Task to carry out:
Which lines in the records below contain the word "message"? Report each of them.

Data records:
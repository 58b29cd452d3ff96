use std::fmt;
use std::str::FromStr;

use chrono::{DateTime, Utc};
use serde::{Deserialize, Serialize};

#[derive(Debug, Clone, Copy, PartialEq, Eq, Serialize, Deserialize)]
pub enum Role {
    Admin,
    Editor,
    Viewer,
}

impl Role {
    pub fn as_str(&self) -> &'static str {
        match self {
            Role::Admin => "Admin",
            Role::Editor => "Editor",
            Role::Viewer => "Viewer",
        }
    }
}

impl FromStr for Role {
    type Err = String;

    fn from_str(value: &str) -> Result<Self, Self::Err> {
        match value.to_ascii_lowercase().as_str() {
            "admin" => Ok(Role::Admin),
            "editor" => Ok(Role::Editor),
            "viewer" => Ok(Role::Viewer),
            other => Err(format!("unknown role '{other}', expected admin, editor or viewer")),
        }
    }
}

#[derive(Debug, Clone, Copy, PartialEq, Eq, Serialize, Deserialize)]
#[serde(rename_all = "lowercase")]
pub enum RecurrenceType {
    Daily,
    Weekly,
    Monthly,
}

impl RecurrenceType {
    pub fn as_str(&self) -> &'static str {
        match self {
            RecurrenceType::Daily => "daily",
            RecurrenceType::Weekly => "weekly",
            RecurrenceType::Monthly => "monthly",
        }
    }
}

impl FromStr for RecurrenceType {
    type Err = String;

    fn from_str(value: &str) -> Result<Self, Self::Err> {
        match value.to_ascii_lowercase().as_str() {
            "daily" => Ok(RecurrenceType::Daily),
            "weekly" => Ok(RecurrenceType::Weekly),
            "monthly" => Ok(RecurrenceType::Monthly),
            other => Err(format!(
                "unknown recurrence type '{other}', expected daily, weekly or monthly"
            )),
        }
    }
}

impl fmt::Display for RecurrenceType {
    fn fmt(&self, f: &mut fmt::Formatter<'_>) -> fmt::Result {
        f.write_str(self.as_str())
    }
}

#[derive(Debug, Clone, PartialEq, Serialize, Deserialize)]
#[serde(rename_all = "camelCase")]
pub struct User {
    pub id: i64,
    pub name: String,
    pub email: String,
    #[serde(default)]
    pub avatar_url: Option<String>,
    pub role: Role,
    #[serde(default)]
    pub nickname: Option<String>,
}

#[derive(Debug, Clone, Serialize, Deserialize)]
#[serde(rename_all = "camelCase")]
pub struct Project {
    pub id: i64,
    pub name: String,
    #[serde(default)]
    pub description: String,
    #[serde(default)]
    pub rules: Option<String>,
    pub created_by_id: i64,
    #[serde(default)]
    pub created_at: Option<DateTime<Utc>>,
    #[serde(default)]
    pub updated_at: Option<DateTime<Utc>>,
    #[serde(default)]
    pub status: bool,
}

#[derive(Debug, Clone, Serialize, Deserialize)]
#[serde(rename_all = "camelCase")]
pub struct Status {
    pub id: i64,
    pub name: String,
    #[serde(default)]
    pub color_code: String,
    #[serde(default)]
    pub is_final_state: bool,
    #[serde(default)]
    pub order: i64,
}

#[derive(Debug, Clone, Serialize, Deserialize)]
#[serde(rename_all = "camelCase")]
pub struct Priority {
    pub id: i64,
    pub name: String,
    #[serde(default)]
    pub weight: i64,
}

#[derive(Debug, Clone, Serialize, Deserialize)]
#[serde(rename_all = "camelCase")]
pub struct Task {
    pub id: i64,
    pub project_id: i64,
    #[serde(default)]
    pub parent_task_id: Option<i64>,
    pub title: String,
    #[serde(default)]
    pub description: String,
    pub status_id: i64,
    pub priority_id: i64,
    pub created_by_id: i64,
    #[serde(default)]
    pub assigned_to_id: Option<i64>,
    #[serde(default)]
    pub deadline: Option<DateTime<Utc>>,
    #[serde(default)]
    pub position: i64,
    #[serde(default)]
    pub is_completed: bool,
    #[serde(default)]
    pub is_recurring: bool,
    #[serde(default)]
    pub recurrence_type: Option<RecurrenceType>,
    #[serde(default)]
    pub recurrence_times: Option<Vec<String>>,
    #[serde(default)]
    pub recurrence_days: Option<Vec<u8>>,
    #[serde(default)]
    pub last_executed_at: Option<DateTime<Utc>>,
    #[serde(default)]
    pub next_execution_at: Option<DateTime<Utc>>,
    #[serde(default)]
    pub created_at: Option<DateTime<Utc>>,
    #[serde(default)]
    pub updated_at: Option<DateTime<Utc>>,
    // Linkage records the backend embeds in detail responses.
    #[serde(default, skip_serializing_if = "Vec::is_empty")]
    pub attachments: Vec<TaskAttachment>,
    #[serde(default, skip_serializing_if = "Vec::is_empty")]
    pub dependencies: Vec<TaskDependency>,
    #[serde(default, skip_serializing_if = "Vec::is_empty")]
    pub history: Vec<TaskHistory>,
}

#[derive(Debug, Clone, Serialize, Deserialize)]
#[serde(rename_all = "camelCase")]
pub struct TaskComment {
    pub id: i64,
    pub task_id: i64,
    pub user_id: i64,
    pub content: String,
    #[serde(default)]
    pub parent_comment_id: Option<i64>,
    #[serde(default)]
    pub created_at: Option<DateTime<Utc>>,
    #[serde(default)]
    pub updated_at: Option<DateTime<Utc>>,
}

#[derive(Debug, Clone, Serialize, Deserialize)]
#[serde(rename_all = "camelCase")]
pub struct TaskAttachment {
    pub id: i64,
    pub task_id: i64,
    pub file_name: String,
    #[serde(default)]
    pub file_path: Option<String>,
    pub uploaded_by_id: i64,
    #[serde(default)]
    pub created_at: Option<DateTime<Utc>>,
}

#[derive(Debug, Clone, Serialize, Deserialize)]
#[serde(rename_all = "camelCase")]
pub struct TaskDependency {
    pub id: i64,
    pub task_id: i64,
    pub depends_on_task_id: i64,
}

#[derive(Debug, Clone, Serialize, Deserialize)]
#[serde(rename_all = "camelCase")]
pub struct TaskHistory {
    pub id: i64,
    pub task_id: i64,
    pub user_id: i64,
    pub action: String,
    #[serde(default)]
    pub detail: Option<String>,
    #[serde(default)]
    pub created_at: Option<DateTime<Utc>>,
}

#[derive(Debug, Clone, Serialize, Deserialize)]
#[serde(rename_all = "camelCase")]
pub struct ErrorLog {
    pub id: i64,
    #[serde(default)]
    pub source: Option<String>,
    pub message: String,
    #[serde(default)]
    pub stack_trace: Option<String>,
    #[serde(default)]
    pub created_at: Option<DateTime<Utc>>,
}

#[derive(Debug, Clone, Serialize, Deserialize)]
#[serde(rename_all = "camelCase")]
pub struct SystemCheck {
    pub status: String,
    #[serde(default)]
    pub message: Option<String>,
}

#[derive(Debug, Clone, Serialize, Deserialize)]
#[serde(rename_all = "camelCase")]
pub struct AuthCheck {
    #[serde(default)]
    pub authenticated: bool,
    #[serde(default)]
    pub user: Option<User>,
}

#[derive(Debug, Clone, Serialize, Deserialize)]
#[serde(rename_all = "camelCase")]
pub struct NextExecution {
    #[serde(default)]
    pub next_execution_at: Option<DateTime<Utc>>,
}

#[derive(Debug, Clone, Default, Serialize)]
#[serde(rename_all = "camelCase")]
pub struct CreateProjectRequest {
    pub name: String,
    pub description: String,
    #[serde(skip_serializing_if = "Option::is_none")]
    pub rules: Option<String>,
}

#[derive(Debug, Clone, Default, Serialize)]
#[serde(rename_all = "camelCase")]
pub struct UpdateProjectRequest {
    #[serde(skip_serializing_if = "Option::is_none")]
    pub name: Option<String>,
    #[serde(skip_serializing_if = "Option::is_none")]
    pub description: Option<String>,
    #[serde(skip_serializing_if = "Option::is_none")]
    pub rules: Option<String>,
    #[serde(skip_serializing_if = "Option::is_none")]
    pub status: Option<bool>,
}

#[derive(Debug, Clone, Default, Serialize)]
#[serde(rename_all = "camelCase")]
pub struct CreateTaskRequest {
    pub project_id: i64,
    pub title: String,
    #[serde(skip_serializing_if = "Option::is_none")]
    pub description: Option<String>,
    #[serde(skip_serializing_if = "Option::is_none")]
    pub parent_task_id: Option<i64>,
    #[serde(skip_serializing_if = "Option::is_none")]
    pub status_id: Option<i64>,
    #[serde(skip_serializing_if = "Option::is_none")]
    pub priority_id: Option<i64>,
    #[serde(skip_serializing_if = "Option::is_none")]
    pub assigned_to_id: Option<i64>,
    #[serde(skip_serializing_if = "Option::is_none")]
    pub deadline: Option<DateTime<Utc>>,
    #[serde(skip_serializing_if = "Option::is_none")]
    pub is_recurring: Option<bool>,
    #[serde(skip_serializing_if = "Option::is_none")]
    pub recurrence_type: Option<RecurrenceType>,
    #[serde(skip_serializing_if = "Option::is_none")]
    pub recurrence_times: Option<Vec<String>>,
    #[serde(skip_serializing_if = "Option::is_none")]
    pub recurrence_days: Option<Vec<u8>>,
}

#[derive(Debug, Clone, Default, Serialize)]
#[serde(rename_all = "camelCase")]
pub struct UpdateTaskRequest {
    #[serde(skip_serializing_if = "Option::is_none")]
    pub title: Option<String>,
    #[serde(skip_serializing_if = "Option::is_none")]
    pub description: Option<String>,
    #[serde(skip_serializing_if = "Option::is_none")]
    pub status_id: Option<i64>,
    #[serde(skip_serializing_if = "Option::is_none")]
    pub priority_id: Option<i64>,
    #[serde(skip_serializing_if = "Option::is_none")]
    pub assigned_to_id: Option<i64>,
    #[serde(skip_serializing_if = "Option::is_none")]
    pub deadline: Option<DateTime<Utc>>,
    #[serde(skip_serializing_if = "Option::is_none")]
    pub is_recurring: Option<bool>,
    #[serde(skip_serializing_if = "Option::is_none")]
    pub recurrence_type: Option<RecurrenceType>,
    #[serde(skip_serializing_if = "Option::is_none")]
    pub recurrence_times: Option<Vec<String>>,
    #[serde(skip_serializing_if = "Option::is_none")]
    pub recurrence_days: Option<Vec<u8>>,
}

#[derive(Debug, Clone, Default, Serialize)]
#[serde(rename_all = "camelCase")]
pub struct CreateStatusRequest {
    pub name: String,
    pub color_code: String,
    #[serde(skip_serializing_if = "Option::is_none")]
    pub is_final_state: Option<bool>,
    #[serde(skip_serializing_if = "Option::is_none")]
    pub order: Option<i64>,
}

#[derive(Debug, Clone, Default, Serialize)]
#[serde(rename_all = "camelCase")]
pub struct UpdateStatusRequest {
    #[serde(skip_serializing_if = "Option::is_none")]
    pub name: Option<String>,
    #[serde(skip_serializing_if = "Option::is_none")]
    pub color_code: Option<String>,
    #[serde(skip_serializing_if = "Option::is_none")]
    pub is_final_state: Option<bool>,
    #[serde(skip_serializing_if = "Option::is_none")]
    pub order: Option<i64>,
}

#[derive(Debug, Clone, Default, Serialize)]
#[serde(rename_all = "camelCase")]
pub struct CreatePriorityRequest {
    pub name: String,
    pub weight: i64,
}

#[derive(Debug, Clone, Default, Serialize)]
#[serde(rename_all = "camelCase")]
pub struct UpdatePriorityRequest {
    #[serde(skip_serializing_if = "Option::is_none")]
    pub name: Option<String>,
    #[serde(skip_serializing_if = "Option::is_none")]
    pub weight: Option<i64>,
}

#[derive(Debug, Clone, Serialize)]
#[serde(rename_all = "camelCase")]
pub struct CreateUserRequest {
    pub name: String,
    pub email: String,
    pub role: Role,
    #[serde(skip_serializing_if = "Option::is_none")]
    pub nickname: Option<String>,
    #[serde(skip_serializing_if = "Option::is_none")]
    pub avatar_url: Option<String>,
}

#[derive(Debug, Clone, Default, Serialize)]
#[serde(rename_all = "camelCase")]
pub struct UpdateUserRequest {
    #[serde(skip_serializing_if = "Option::is_none")]
    pub name: Option<String>,
    #[serde(skip_serializing_if = "Option::is_none")]
    pub email: Option<String>,
    #[serde(skip_serializing_if = "Option::is_none")]
    pub role: Option<Role>,
    #[serde(skip_serializing_if = "Option::is_none")]
    pub nickname: Option<String>,
    #[serde(skip_serializing_if = "Option::is_none")]
    pub avatar_url: Option<String>,
}

#[derive(Debug, Clone, Serialize)]
#[serde(rename_all = "camelCase")]
pub struct CreateCommentRequest {
    pub task_id: i64,
    pub content: String,
    #[serde(skip_serializing_if = "Option::is_none")]
    pub parent_comment_id: Option<i64>,
}

#[derive(Debug, Clone, Serialize)]
#[serde(rename_all = "camelCase")]
pub struct UpdateCommentRequest {
    pub content: String,
}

Solution for this task:
    pub message: String,
    pub message: Option<String>,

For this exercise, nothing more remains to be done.